ONLINE COURSE
Photographing Intimacy / Choreographing Space
Photography can be a very intimate and vulnerable medium to visualize your inner monologue and who you are as a person, especially when working with themes of family, (self-)portraiture, and personal relationships. And over a lifespan, your sense of intimacy and relationship to space — and how to express it in a photographic practice — can fluctuate with growth, life experience, a changing world, and aging. Through a combination of weekly lectures, photography and writing prompts, and a selection of readings from the Princeton Papers on Architecture: Sexuality & Space, you’ll be encouraged to apply what you discover during this 8-week course, with the goal of deepening your work. Each class session we’ll examine the work of different artists working within the broad themes of intimacy and space, along with ongoing critical dialogue tailored to the expansion of your personal visual practice. This class is ideal for students working on a long term project or those just getting started on one.
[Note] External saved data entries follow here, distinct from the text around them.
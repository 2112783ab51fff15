//! Infrastructure layer: case registry, audit log, notifications and workers.
//!
//! Domain decisions live in `shipline-case`; this crate serializes them per
//! case, makes them durable in the audit log and fans committed events out.

pub mod audit_log;
pub mod error;
pub mod notifications;
pub mod query;
pub mod registry;
pub mod workers;


pub use audit_log::{AuditEntry, AuditLog, AuditLogError, InMemoryAuditLog, Replayed, UncommittedEntry, replay};
pub use error::{RegistryError, RegistryResult};
pub use notifications::{LoggingNotifier, NotificationService, NotifyError};
pub use query::{CaseFilter, Page, Pagination};
pub use registry::{CaseListing, CaseRegistry, NewCase, RecordOutcome, TransitionOutcome, Verification};
pub use workers::{NotificationWorker, WorkerHandle};
//! The canonical Stage Table.
//!
//! Every dashboard's status vocabulary is a view onto this one pipeline.

use core::str::FromStr;

use serde::{Deserialize, Serialize};

use shipline_core::{ActorRole, DomainError};
use shipline_directory::ServiceKind;

use crate::documents::DocumentKind;

/// A named point in the case lifecycle.
#[derive(Debug, Clone, Copy, PartialEq, Eq, PartialOrd, Ord, Hash, Serialize, Deserialize)]
pub enum Stage {
    Registered,
    /// Title de-registration.
    Cancelled,
    CustomsReview,
    CustomsApproved,
    CustomsRejected,
    Shoring,
    Shipped,
    Delivered,
}

/// Static configuration of one stage.
#[derive(Debug, Clone, Copy, PartialEq, Eq, Serialize)]
pub struct StageSpec {
    pub stage: Stage,
    pub label: &'static str,
    /// The role that moves a case *into* this stage.
    pub actor: ActorRole,
    /// Document kinds that must be present to enter.
    pub entry_documents: &'static [DocumentKind],
    /// Slot that must be bound to enter.
    pub slot: Option<ServiceKind>,
    /// Where `advance` leads.
    pub advance_to: Option<Stage>,
    /// Where `reject` / `requestModification` lead.
    pub review_to: Option<Stage>,
}

pub const STAGE_TABLE: [StageSpec; 8] = [
    StageSpec {
        stage: Stage::Registered,
        label: "Registered",
        actor: ActorRole::Exporter,
        entry_documents: &[DocumentKind::Registration],
        slot: None,
        advance_to: Some(Stage::Cancelled),
        review_to: None,
    },
    StageSpec {
        stage: Stage::Cancelled,
        label: "Cancelled (title de-registration)",
        actor: ActorRole::Exporter,
        entry_documents: &[DocumentKind::CancellationCertificate],
        slot: None,
        advance_to: Some(Stage::CustomsReview),
        review_to: None,
    },
    StageSpec {
        stage: Stage::CustomsReview,
        label: "Customs review",
        actor: ActorRole::Customs,
        entry_documents: &[DocumentKind::ExportDeclaration],
        slot: Some(ServiceKind::Customs),
        advance_to: Some(Stage::CustomsApproved),
        review_to: Some(Stage::CustomsRejected),
    },
    StageSpec {
        stage: Stage::CustomsApproved,
        label: "Customs approved",
        actor: ActorRole::Customs,
        entry_documents: &[DocumentKind::ApprovalCertificate],
        slot: Some(ServiceKind::Customs),
        advance_to: Some(Stage::Shoring),
        review_to: None,
    },
    StageSpec {
        stage: Stage::CustomsRejected,
        label: "Customs rejected",
        actor: ActorRole::Customs,
        entry_documents: &[DocumentKind::RejectionReason],
        slot: Some(ServiceKind::Customs),
        advance_to: Some(Stage::CustomsReview),
        review_to: None,
    },
    StageSpec {
        stage: Stage::Shoring,
        label: "Shoring",
        actor: ActorRole::Shoring,
        entry_documents: &[DocumentKind::PackingList],
        slot: Some(ServiceKind::Shoring),
        advance_to: Some(Stage::Shipped),
        review_to: None,
    },
    StageSpec {
        stage: Stage::Shipped,
        label: "Shipped",
        actor: ActorRole::Shipping,
        entry_documents: &[DocumentKind::BillOfLading],
        slot: Some(ServiceKind::Shipping),
        advance_to: Some(Stage::Delivered),
        review_to: None,
    },
    StageSpec {
        stage: Stage::Delivered,
        label: "Delivered",
        actor: ActorRole::Buyer,
        entry_documents: &[],
        slot: None,
        advance_to: None,
        review_to: None,
    },
];

impl Stage {
    pub const ALL: [Stage; 8] = [
        Stage::Registered,
        Stage::Cancelled,
        Stage::CustomsReview,
        Stage::CustomsApproved,
        Stage::CustomsRejected,
        Stage::Shoring,
        Stage::Shipped,
        Stage::Delivered,
    ];

    pub fn spec(self) -> &'static StageSpec {
        &STAGE_TABLE[self as usize]
    }

    pub fn as_str(&self) -> &'static str {
        match self {
            Stage::Registered => "Registered",
            Stage::Cancelled => "Cancelled",
            Stage::CustomsReview => "CustomsReview",
            Stage::CustomsApproved => "CustomsApproved",
            Stage::CustomsRejected => "CustomsRejected",
            Stage::Shoring => "Shoring",
            Stage::Shipped => "Shipped",
            Stage::Delivered => "Delivered",
        }
    }

    /// Stages reachable by a normal (non-override) action.
    pub fn allowed_next(self) -> Vec<Stage> {
        let spec = self.spec();
        spec.advance_to.into_iter().chain(spec.review_to).collect()
    }

    pub fn is_terminal(self) -> bool {
        self.allowed_next().is_empty()
    }
}

impl core::fmt::Display for Stage {
    fn fmt(&self, f: &mut core::fmt::Formatter<'_>) -> core::fmt::Result {
        f.write_str(self.as_str())
    }
}

impl FromStr for Stage {
    type Err = DomainError;

    /// Accepts `CustomsReview`, `customs_review` and `customs-review` alike.
    fn from_str(s: &str) -> Result<Self, Self::Err> {
        let wanted: String = s
            .trim()
            .chars()
            .filter(|c| *c != '_' && *c != '-')
            .collect();

        Stage::ALL
            .into_iter()
            .find(|stage| stage.as_str().eq_ignore_ascii_case(&wanted))
            .ok_or_else(|| DomainError::validation(format!("unknown stage '{s}'")))
    }
}

#[cfg(test)]
mod tests {
    use super::*;

    #[test]
    fn table_is_indexed_by_stage() {
        for stage in Stage::ALL {
            assert_eq!(stage.spec().stage, stage);
        }
    }

    #[test]
    fn delivered_is_the_only_terminal_stage() {
        let terminal: Vec<Stage> = Stage::ALL.into_iter().filter(|s| s.is_terminal()).collect();
        assert_eq!(terminal, vec![Stage::Delivered]);
    }

    #[test]
    fn customs_review_branches_to_approval_or_rejection() {
        assert_eq!(
            Stage::CustomsReview.allowed_next(),
            vec![Stage::CustomsApproved, Stage::CustomsRejected]
        );
        assert_eq!(Stage::CustomsRejected.allowed_next(), vec![Stage::CustomsReview]);
    }

    #[test]
    fn every_stage_is_reachable_from_registered() {
        let mut seen = vec![Stage::Registered];
        let mut frontier = vec![Stage::Registered];
        while let Some(stage) = frontier.pop() {
            for next in stage.allowed_next() {
                if !seen.contains(&next) {
                    seen.push(next);
                    frontier.push(next);
                }
            }
        }
        assert_eq!(seen.len(), Stage::ALL.len());
    }

    #[test]
    fn parses_loose_spellings() {
        assert_eq!("Shipped".parse::<Stage>().unwrap(), Stage::Shipped);
        assert_eq!("customs_review".parse::<Stage>().unwrap(), Stage::CustomsReview);
        assert_eq!("customs-approved".parse::<Stage>().unwrap(), Stage::CustomsApproved);
        assert!("loading".parse::<Stage>().is_err());
    }
}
Chloe Scout Nix is an artist and performer from Waxahachie, Texas, currently living in Brooklyn. She graduated with her MFA in photography from Pratt Institute and received her BFA in visual arts, with a minor in art history, from Southern Methodist University. Her conceptual work focuses on acts of performative intimacy using various modes of performing for the camera that often result in self portraiture. She received the Dallas Museum of Art’s Clare Hart DeGolyer Memorial Fund award in 2019, and the Standard Club Award that Makes a Difference in 2018. Her 2024 thesis exhibition, sorry for the mess, curated by Jody Graf, was displayed at the Pratt Photography Gallery in Brooklyn, with a selection of images also exhibited at Clamp gallery in Chelsea (NYC) as part of the group show Everything is Something, curated by Allen Frame.
Chloe teaches photographing intimacy for StrudelmediaLive.